Some versions of the venerable MOS Technologies 6502 have only 3,218 transistors. The Intel 8080 has somewhere between 4,500 and 6,000. 5k transistors is square in the middle of "plenty for a classic 8 bit micro". Enough to run a basic *nix or embedded RTOS.
There's something I'm missing, they say the prototype hits 2.5 GHz, how is that possible if they only have the equivalent of 5k transistors? Or is clock cycle independent of transistor count?
Adding more transistors doesn't make your clock got faster, and it doesn't increase the speed of an individual transistor. The reason computers got both more transistors and faster in the past was that the transistors were continually shrinking; for a traditional MOSFET, Dennard scaling means that the smaller the transistor (and therefore the smaller its capacitance and voltage), the faster it switches. This device doesn't use MOSFET technology, so its scaling rules are different.
It depends on what you have your transistors do. You could even have one single transistor that you switch on/off very very quickly. You'd need to find a transistor with sub-ns switching time to reach >1GHz. It's not a very interesting "computation," though.
I'm very confused but I mean this in the utmost sincerity:
What made you think transistor count and clock speed were linked? What was your line of thought? How did you think overclocking worked, by dynamically removing transistors from the chip?

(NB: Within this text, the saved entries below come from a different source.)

//! CLI error types.

use tagdown_config::ConfigError;
use tagdown_renderer::RenderError;

/// CLI error type.
#[derive(Debug, thiserror::Error)]
pub(crate) enum CliError {
    #[error("{0}")]
    Config(#[from] ConfigError),

    #[error("{0}")]
    Render(#[from] RenderError),

    #[error("{0}")]
    Io(#[from] std::io::Error),

    #[error("{path}: {source}")]
    Input {
        path: String,
        source: std::io::Error,
    },
}
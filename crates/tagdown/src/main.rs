//! tagdown CLI - Markdown with custom tags.
//!
//! Provides commands for:
//! - `render`: Render Markdown files (or stdin) to HTML
//! - `styles`: Print the CSS style block used by rendered documents

mod commands;
mod error;
mod output;

use clap::{Parser, Subcommand};
use tracing_subscriber::EnvFilter;

use commands::{RenderArgs, StylesArgs};
use output::Output;

/// tagdown - Markdown with video, color and direction tags.
#[derive(Parser)]
#[command(name = "tagdown", version, about)]
struct Cli {
    #[command(subcommand)]
    command: Commands,
}

#[derive(Subcommand)]
enum Commands {
    /// Render Markdown documents to HTML.
    Render(RenderArgs),
    /// Print the style block.
    Styles(StylesArgs),
}

fn main() {
    let cli = Cli::parse();
    let output = Output::new();

    let verbose = matches!(&cli.command, Commands::Render(args) if args.verbose);

    // --verbose enables DEBUG level, otherwise use RUST_LOG
    let filter = if verbose {
        EnvFilter::new("debug")
    } else {
        EnvFilter::from_default_env()
    };
    tracing_subscriber::fmt()
        .with_env_filter(filter)
        .with_writer(std::io::stderr)
        .init();

    let result = match cli.command {
        Commands::Render(args) => args.execute(),
        Commands::Styles(args) => args.execute(),
    };

    if let Err(err) = result {
        output.error(&format!("Error: {err}"));
        std::process::exit(1);
    }
}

GP is not entirely wrong. To achieve any reasonable speed pipelining is necessary. That is, breaking up the critical combinatorial path with registers. Which adds. transistors. Cache also is needed, which also consumes transistor budget.
That's basically my question. I'm not clear on what all the transistors on a chip are doing and I'm trying to understand what the significance of a chip with only 5k transistors but able to do 2.5GHz would be. I imagine there must be some limitation, I'm just not sure what.
Most of the things modern microprocessors spend transistors on are clever bargains to allow the CPU to execute a single thread faster. Caches which store instructions and data closer than main memory, translation lookup buffers which store already de-referenced memory locations, pipelining which reduces the amount of work and complexity per stage so each can be clocked faster, SMT to make better use of multiple decode ports and execution units, complex additional instructions like AVX for doing more work in fewer instructions, microcode for disconnecting the underlying architecture from the instruction set allowing significantly more design freedom and implementation of legacy instructions without requiring hardware.
A design as simple as an 8 bit micro implements the instruction set directly in hardware, with minimal pipelining, no caches - just a few registers for holding values currently being worked with. They may implement a few dozens to a little over a hundred instructions vs. thousands in a modern x86. It won't have any fancy integrated peripherals like a graphics controller or NPU, just an interface to memory and a few IO pins. Even a 2.5ghz 8bit micro won't be fast compared to a similarly clocked modern x86. The micro may dispatch 1 instruction per clock or per two or four clocks, whereas the x86 might decode 6 or 8 instructions per clock per core and have as many as 20 or 30 instructions in flight at any given time per core. But the 8bit micros are just beyond a threshold of complexity which is recognizably a CPU capable of arbitrary computation upon which you can bolt on anything else you might need.
Are barrel shifters automatically zero sum? How often do GPUs do renormalization? It's the switching and the location information.
Did we have this discussion 50 years ago? It is a set of brilliant ideas. I read about jjs when I was small, and later re-read about why they never panned out significantly.